Genetic algorithms (GAs) are computationally intensive global search heuristics, or metaheuristics. They have very wide applicability, but their implementation is often highly problem specific and there is only a relatively loose understanding as to why they often work rather well. This Section provides an initial outline of GAs and how they can be applied in spatial analysis. Section 8.4.2, Genetic algorithm components, provides details of the main components of GAs, whilst Section 8.4.3, Example GA applications, provides example geospatial applications and specifications for the various GA components used in these instances.

The central idea behind GAs is to mimic the Darwinian notion that selective breeding seeks optimum individuals in a given environment. In order to do this a GA requires a way of representing a solution to a (spatial) problem as if it were an individual viewed as a chromosome or ‘genome’. Each individual (chromosome) is typically modeled as a string of codes (genes) in a particular order (see further, below). GAs then apply a fitness function which is used to determine which members of the population of solutions are retained and which are discarded. The fittest members are selected and a new generation is created through the genetic operations of crossover (e.g. splitting each chromosome into two parts or extracting a fixed length segment and recombining each part with the other) and mutation (e.g. simple interchange of genes within a chromosome). This gives rise to two offspring (new potential members of the solution set) whose fitness is then evaluated. The least fit member or members of the original population are then replaced with the fittest offspring and the process is iterated for a large number of generations or until some other stopping criterion is reached. A simple web-based example of a genetic algorithm in action is provided via the NetLogo models page.

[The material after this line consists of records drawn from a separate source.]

/*
This code is part of the shape_ingest geospatial library.
Created: 19/10/2026
Last Modified: 19/10/2026
License: MIT
*/

/*
Eventually this will be used to support multiple vector formats but
for now it's just Shapefiles.
*/

pub mod shapefile;

pub use crate::vector::shapefile::{
    decode_dbf, decode_shp, AttributeRecord, DecodeError, FieldData, ShapeRecord, ShapeType,
    Shapefile,
};
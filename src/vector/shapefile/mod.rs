/*
This code is part of the shape_ingest geospatial library.
Created: 19/10/2026
Last Modified: 19/10/2026
License: MIT

Notes: The logic behind working with the ESRI Shapefile format. A .shp file
holds the geometries and a .dbf file with the same base name holds one
attribute row per geometry, in the same order.
*/
pub mod attributes;
pub mod geometry;

pub use self::attributes::{
    decode_dbf, read_attribute_table, AttributeField, AttributeHeader, AttributeRecord, DateData,
    FieldData, ShapefileAttributes,
};
pub use self::geometry::ShapeType;

use crate::geometry::{normalize, GeometryError, RawGeometry};
use crate::structures::Shape;
use crate::utils::{ByteOrderReader, Endianness, ReadPastEnd};
use crate::wkt::to_wkt;
use serde_json::{json, Value};
use std::fmt;
use std::fs;
use std::path::Path;
use tracing::{debug, info};

const FILE_CODE: i32 = 9994;
const VERSION: i32 = 1000;
const HEADER_LENGTH: usize = 100;

#[derive(Debug, Clone, PartialEq, thiserror::Error)]
pub enum DecodeError {
    #[error("header does not have the correct file code: expected 9994 but found {found}")]
    BadFileCode { found: i32 },

    #[error("header does not have the correct version: expected 1000 but found {found}")]
    BadVersion { found: i32 },

    #[error("unsupported shape type {0}")]
    UnsupportedShapeType(i32),

    #[error("record {record} has shape type {found}, expected {expected}")]
    RecordShapeTypeMismatch {
        record: usize,
        expected: i32,
        found: i32,
    },

    #[error("record {record} is malformed: {reason}")]
    MalformedRecord { record: usize, reason: String },

    #[error("unexpected end of data at offset {offset}")]
    Truncated { offset: usize },

    #[error("name field '{0}' not found in the attribute table")]
    NameFieldMissing(String),

    #[error("record {record} has an invalid value '{value}' in field {field}")]
    InvalidFieldValue {
        record: usize,
        field: String,
        value: String,
    },

    #[error("the .shp file has {shp} records but the .dbf file has {dbf}")]
    RecordCountMismatch { shp: usize, dbf: usize },

    #[error("record {record} has invalid geometry: {source}")]
    Geometry {
        record: usize,
        #[source]
        source: GeometryError,
    },
}

// 100 bytes in size
#[derive(Debug, Default, Clone, PartialEq)]
pub struct ShapefileHeader {
    pub file_code: i32,        // BigEndian; value is 9994
    pub file_length: i32,      // BigEndian; in 16-bit words
    pub version: i32,          // LittleEndian
    pub shape_type: ShapeType, // LittleEndian
    pub x_min: f64,            // LittleEndian
    pub y_min: f64,            // LittleEndian
    pub x_max: f64,            // LittleEndian
    pub y_max: f64,            // LittleEndian
}

impl fmt::Display for ShapefileHeader {
    fn fmt(&self, f: &mut fmt::Formatter) -> fmt::Result {
        write!(
            f,
            "file_code: {}\nfile_length: {}\nversion: {}\nshape_type: {}\nx_min: {}\nx_max: {}\ny_min: {}\ny_max: {}",
            self.file_code,
            self.file_length,
            self.version,
            self.shape_type,
            self.x_min,
            self.x_max,
            self.y_min,
            self.y_max
        )
    }
}

/// Reads and validates the 100-byte main file header.
pub fn read_header(bytes: &[u8]) -> Result<ShapefileHeader, DecodeError> {
    if bytes.len() < HEADER_LENGTH {
        return Err(DecodeError::Truncated {
            offset: bytes.len(),
        });
    }
    let truncated = |e: ReadPastEnd| DecodeError::Truncated { offset: e.offset };

    // Note: the shapefile format uses mixed endianness, so the reader's byte
    // order is switched part way through the header.
    let mut bor = ByteOrderReader::new(&bytes[..HEADER_LENGTH], Endianness::BigEndian);
    let file_code = bor.read_i32().map_err(truncated)?;
    if file_code != FILE_CODE {
        return Err(DecodeError::BadFileCode { found: file_code });
    }
    // five unused ints
    bor.seek(24);
    let file_length = bor.read_i32().map_err(truncated)?;

    // the rest of the header is in LittleEndian format
    bor.byte_order = Endianness::LittleEndian;
    let version = bor.read_i32().map_err(truncated)?;
    if version != VERSION {
        return Err(DecodeError::BadVersion { found: version });
    }
    let code = bor.read_i32().map_err(truncated)?;
    let shape_type = ShapeType::from_int(code).ok_or(DecodeError::UnsupportedShapeType(code))?;

    // bounding box; the z and m ranges that follow are not used
    Ok(ShapefileHeader {
        file_code,
        file_length,
        version,
        shape_type,
        x_min: bor.read_f64().map_err(truncated)?,
        y_min: bor.read_f64().map_err(truncated)?,
        x_max: bor.read_f64().map_err(truncated)?,
        y_max: bor.read_f64().map_err(truncated)?,
    })
}

/// Decodes every record of a .shp file, in file order.
pub fn decode_shp(bytes: &[u8]) -> Result<Vec<RawGeometry>, DecodeError> {
    let header = read_header(bytes)?;
    let mut bor = ByteOrderReader::new(bytes, Endianness::BigEndian);
    bor.seek(HEADER_LENGTH);

    let mut geometries = vec![];
    while bor.remaining() > 0 {
        let record = geometries.len();
        let malformed = |reason: String| DecodeError::MalformedRecord { record, reason };
        if bor.remaining() < 8 {
            return Err(malformed("truncated record header".to_string()));
        }
        // record number is ignored; records are assumed to be in order
        bor.inc_pos(4);
        let content_length = bor
            .read_i32()
            .map_err(|_| malformed("truncated record header".to_string()))?;
        if content_length < 0 {
            return Err(malformed(format!("negative content length {}", content_length)));
        }
        // length is defined as 16-bit words in the file
        let num_bytes = content_length as usize * 2;
        let content = bor.read_bytes(num_bytes).map_err(|e| {
            malformed(format!(
                "content of {} bytes at offset {} runs past the end of the file",
                num_bytes, e.offset
            ))
        })?;
        geometries.push(geometry::decode_record(content, header.shape_type, record)?);
    }
    debug!("decoded {} {} records", geometries.len(), header.shape_type);
    Ok(geometries)
}

/// A normalized shape joined with its attribute row.
#[derive(Debug, Clone)]
pub struct ShapeRecord {
    pub attributes: AttributeRecord,
    pub shape: Shape,
}

impl ShapeRecord {
    pub fn name(&self) -> &str {
        &self.attributes.name
    }

    /// Renders the record as a JSON document: its attributes, the shape as
    /// WKT under `shape` and a `metadata` object naming its source.
    pub fn to_document(&self, shape_field: &str, data_set_id: &str, source_url: &str) -> Value {
        let mut doc = json!({});
        for (name, value) in &self.attributes.fields {
            doc[name.as_str()] = json!(value);
        }
        doc[shape_field] = Value::String(to_wkt(&self.shape));
        doc["metadata"] = json!({
            "data_set_id": data_set_id,
            "source_url": source_url,
        });
        doc
    }
}

/// A decoded .shp/.dbf pair.
#[derive(Debug, Clone)]
pub struct Shapefile {
    pub header: ShapefileHeader,
    pub attributes_header: AttributeHeader,
    pub fields: Vec<AttributeField>,
    pub records: Vec<ShapeRecord>,
}

impl Shapefile {
    /// Decodes both files, normalizes the geometries and joins each named
    /// attribute row to the geometry at the same position.
    pub fn from_bytes(shp: &[u8], dbf: &[u8], name_field: &str) -> Result<Shapefile, DecodeError> {
        let header = read_header(shp)?;
        let geometries = decode_shp(shp)?;
        let attributes = read_attribute_table(dbf, name_field)?;
        let num_dbf = attributes.header.num_records as usize;
        if geometries.len() != num_dbf {
            return Err(DecodeError::RecordCountMismatch {
                shp: geometries.len(),
                dbf: num_dbf,
            });
        }

        let mut records = Vec::with_capacity(attributes.records.len());
        for rec in attributes.records {
            let record = rec.record_index;
            let shape = normalize(&geometries[record])
                .map_err(|source| DecodeError::Geometry { record, source })?;
            records.push(ShapeRecord {
                attributes: rec,
                shape,
            });
        }
        info!(
            "joined {} named shapes out of {} records",
            records.len(),
            geometries.len()
        );
        Ok(Shapefile {
            header,
            attributes_header: attributes.header,
            fields: attributes.fields,
            records,
        })
    }

    /// Reads a .shp file and the .dbf file next to it.
    pub fn read<P: AsRef<Path>>(path: P, name_field: &str) -> crate::Result<Shapefile> {
        let shp_path = path.as_ref();
        let dbf_path = shp_path.with_extension("dbf");
        let shp = fs::read(shp_path)?;
        let dbf = fs::read(&dbf_path)?;
        Ok(Shapefile::from_bytes(&shp, &dbf, name_field)?)
    }

    pub fn len(&self) -> usize {
        self.records.len()
    }

    pub fn is_empty(&self) -> bool {
        self.records.is_empty()
    }

    pub fn get_record(&self, index: usize) -> Option<&ShapeRecord> {
        self.records.get(index)
    }
}

#[cfg(test)]
mod test {
    use super::{decode_shp, read_header, DecodeError, ShapeType};
    use byteorder::{BigEndian, LittleEndian, WriteBytesExt};

    fn header(file_code: i32, version: i32, shape_type: i32) -> Vec<u8> {
        let mut buf = vec![];
        buf.write_i32::<BigEndian>(file_code).unwrap();
        for _ in 0..5 {
            buf.write_i32::<BigEndian>(0).unwrap();
        }
        buf.write_i32::<BigEndian>(50).unwrap();
        buf.write_i32::<LittleEndian>(version).unwrap();
        buf.write_i32::<LittleEndian>(shape_type).unwrap();
        for _ in 0..8 {
            buf.write_f64::<LittleEndian>(0f64).unwrap();
        }
        buf
    }

    #[test]
    fn test_header_validation() {
        assert_eq!(
            read_header(&header(9995, 1000, 5)),
            Err(DecodeError::BadFileCode { found: 9995 })
        );
        assert_eq!(
            read_header(&header(9994, 999, 5)),
            Err(DecodeError::BadVersion { found: 999 })
        );
        assert_eq!(
            read_header(&header(9994, 1000, 3)),
            Err(DecodeError::UnsupportedShapeType(3))
        );
        assert_eq!(read_header(&header(9994, 1000, 1)).unwrap().shape_type, ShapeType::Point);
        assert_eq!(
            read_header(&[0u8; 20]),
            Err(DecodeError::Truncated { offset: 20 })
        );
    }

    #[test]
    fn test_point_records() {
        let mut buf = header(9994, 1000, 1);
        for (i, (x, y)) in [(1.5, 2.5), (-170.0, 45.0)].iter().enumerate() {
            buf.write_i32::<BigEndian>(i as i32 + 1).unwrap();
            buf.write_i32::<BigEndian>(10).unwrap();
            buf.write_i32::<LittleEndian>(1).unwrap();
            buf.write_f64::<LittleEndian>(*x).unwrap();
            buf.write_f64::<LittleEndian>(*y).unwrap();
        }
        let geometries = decode_shp(&buf).unwrap();
        assert_eq!(geometries.len(), 2);
        assert!(decode_shp(&header(9994, 1000, 1)).unwrap().is_empty());

        // a record whose content runs past the end of the file
        buf.truncate(buf.len() - 4);
        assert!(matches!(
            decode_shp(&buf),
            Err(DecodeError::MalformedRecord { record: 1, .. })
        ));
    }
}
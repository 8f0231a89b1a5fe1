/*
This code is part of the shape_ingest geospatial library.
Created: 19/10/2026
Last Modified: 19/10/2026
License: MIT
*/
use super::convert::{rectangle_to_geo, shape_to_geo};
use crate::structures::{Circle, Point2D, Rectangle, Shape, SpatialRelation};
use geo::algorithm::relate::IntersectionMatrix;
use geo::{Intersects, Relate};

/// Maps a DE-9IM matrix onto the coarse relation. Containment is checked
/// first, then within, then disjoint; anything else intersects.
pub fn matrix_to_relation(matrix: &IntersectionMatrix) -> SpatialRelation {
    if matrix.is_contains() {
        SpatialRelation::Contains
    } else if matrix.is_within() {
        SpatialRelation::Within
    } else if matrix.is_disjoint() {
        SpatialRelation::Disjoint
    } else {
        SpatialRelation::Intersects
    }
}

/// A polygonal shape against a point: the shape either contains the point
/// or is disjoint from it.
pub(crate) fn relate_point(shape: &Shape, p: Point2D) -> SpatialRelation {
    if !shape.bounding_box().is_point_in_box(p.x, p.y) {
        return SpatialRelation::Disjoint;
    }
    if shape_to_geo(shape).intersects(&geo::Point::new(p.x, p.y)) {
        SpatialRelation::Contains
    } else {
        SpatialRelation::Disjoint
    }
}

pub(crate) fn relate_rectangle(shape: &Shape, rect: &Rectangle) -> SpatialRelation {
    let bbox_rel = shape.bounding_box().relate(rect);
    if bbox_rel == SpatialRelation::Within || bbox_rel == SpatialRelation::Disjoint {
        return bbox_rel;
    }
    matrix_to_relation(&shape_to_geo(shape).relate(&rectangle_to_geo(rect)))
}

/// Tests every coordinate against the circle. Coordinates split between
/// inside and outside mean the shapes intersect.
pub(crate) fn relate_circle(shape: &Shape, circle: &Circle) -> SpatialRelation {
    let bbox_rel = shape.bounding_box().relate_circle(circle);
    if bbox_rel == SpatialRelation::Within || bbox_rel == SpatialRelation::Disjoint {
        return bbox_rel;
    }
    let mut outside = 0usize;
    let mut i = 0usize;
    for p in shape.coordinates() {
        i += 1;
        if !circle.contains(p) {
            outside += 1;
        }
        if i != outside && outside != 0 {
            return SpatialRelation::Intersects;
        }
    }
    if i == outside {
        // every coordinate is outside; the circle is either inside or apart
        return match relate_point(shape, circle.center) {
            SpatialRelation::Disjoint => SpatialRelation::Disjoint,
            _ => SpatialRelation::Contains,
        };
    }
    SpatialRelation::Within
}

pub(crate) fn relate_geometries(a: &Shape, b: &Shape) -> SpatialRelation {
    if a.bounding_box().relate(&b.bounding_box()) == SpatialRelation::Disjoint {
        return SpatialRelation::Disjoint;
    }
    matrix_to_relation(&shape_to_geo(a).relate(&shape_to_geo(b)))
}

#[cfg(test)]
mod test {
    use crate::structures::{Circle, Point2D, PolygonBuilder, Rectangle, Shape, SpatialRelation};

    fn square(x: f64, y: f64, size: f64) -> Shape {
        PolygonBuilder::new()
            .point(x, y)
            .point(x + size, y)
            .point(x + size, y + size)
            .point(x, y + size)
            .point(x, y)
            .build()
            .unwrap()
    }

    #[test]
    fn test_relate_point() {
        let s = square(0f64, 0f64, 10f64);
        assert_eq!(s.relate(&Shape::Point(Point2D::new(5f64, 5f64))), SpatialRelation::Contains);
        assert_eq!(s.relate(&Shape::Point(Point2D::new(15f64, 5f64))), SpatialRelation::Disjoint);
        assert_eq!(
            Shape::Point(Point2D::new(5f64, 5f64)).relate(&s),
            SpatialRelation::Within
        );
    }

    #[test]
    fn test_relate_rectangle() {
        let s = square(0f64, 0f64, 10f64);
        let inner = Shape::Rectangle(Rectangle::new(2f64, 4f64, 2f64, 4f64));
        let outer = Shape::Rectangle(Rectangle::new(-5f64, 15f64, -5f64, 15f64));
        let apart = Shape::Rectangle(Rectangle::new(20f64, 30f64, 20f64, 30f64));
        let partial = Shape::Rectangle(Rectangle::new(5f64, 15f64, 5f64, 15f64));
        assert_eq!(s.relate(&inner), SpatialRelation::Contains);
        assert_eq!(s.relate(&outer), SpatialRelation::Within);
        assert_eq!(s.relate(&apart), SpatialRelation::Disjoint);
        assert_eq!(s.relate(&partial), SpatialRelation::Intersects);
        assert_eq!(inner.relate(&s), SpatialRelation::Within);
    }

    #[test]
    fn test_relate_geometries() {
        let big = square(0f64, 0f64, 10f64);
        let small = square(2f64, 2f64, 2f64);
        let apart = square(50f64, 50f64, 2f64);
        let overlapping = square(8f64, 8f64, 4f64);
        assert_eq!(big.relate(&small), SpatialRelation::Contains);
        assert_eq!(small.relate(&big), SpatialRelation::Within);
        assert_eq!(big.relate(&apart), SpatialRelation::Disjoint);
        assert_eq!(big.relate(&overlapping), SpatialRelation::Intersects);
    }

    #[test]
    fn test_relate_circle() {
        let s = square(0f64, 0f64, 10f64);
        let inside = Circle::new(Point2D::new(5f64, 5f64), 1f64);
        let around = Circle::new(Point2D::new(5f64, 5f64), 20f64);
        let apart = Circle::new(Point2D::new(50f64, 50f64), 1f64);
        let edge = Circle::new(Point2D::new(10f64, 10f64), 2f64);
        assert_eq!(s.relate_circle(&inside), SpatialRelation::Contains);
        assert_eq!(s.relate_circle(&around), SpatialRelation::Within);
        assert_eq!(s.relate_circle(&apart), SpatialRelation::Disjoint);
        assert_eq!(s.relate_circle(&edge), SpatialRelation::Intersects);
    }

    #[test]
    fn test_relate_across_dateline() {
        let s = PolygonBuilder::new()
            .point(170f64, -10f64)
            .point(-170f64, -10f64)
            .point(-170f64, 10f64)
            .point(170f64, 10f64)
            .point(170f64, -10f64)
            .build()
            .unwrap();
        let east = Shape::Point(Point2D::new(-175f64, 0f64));
        let west = Shape::Point(Point2D::new(175f64, 0f64));
        let far = Shape::Point(Point2D::new(0f64, 0f64));
        assert_eq!(s.relate(&east), SpatialRelation::Contains);
        assert_eq!(s.relate(&west), SpatialRelation::Contains);
        assert_eq!(s.relate(&far), SpatialRelation::Disjoint);
        let query = Shape::Rectangle(Rectangle::new(172f64, -172f64, -5f64, 5f64));
        assert_eq!(s.relate(&query), SpatialRelation::Contains);
    }
}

Although GAs often use binary strings to represent solutions, where each bit in the string corresponds to a particular element of the solution, many representations are possible. For the traveling salesman problem (TSP) for example, with n cities, a string might be used as the representation, where each element of the string contains the identity (e.g. a number, 103, 12 etc.) of each one of the cities, as shown below (note this could result in very long strings, which is not particularly efficient):

103 |
12 |
33 |
90 |
67 |
201 |
11 |
… |
… |

A population of P<<n! randomly permutated strings can then be generated as the starting point for the population (set of prospective solutions). Each of these strings has a cost or length, d, and the fitness of a string can be computed as 1/d, for example ― hence the fittest strings (highest fitness values) are the shortest tours. All that remains is to run the algorithm until a stopping criterion is reached.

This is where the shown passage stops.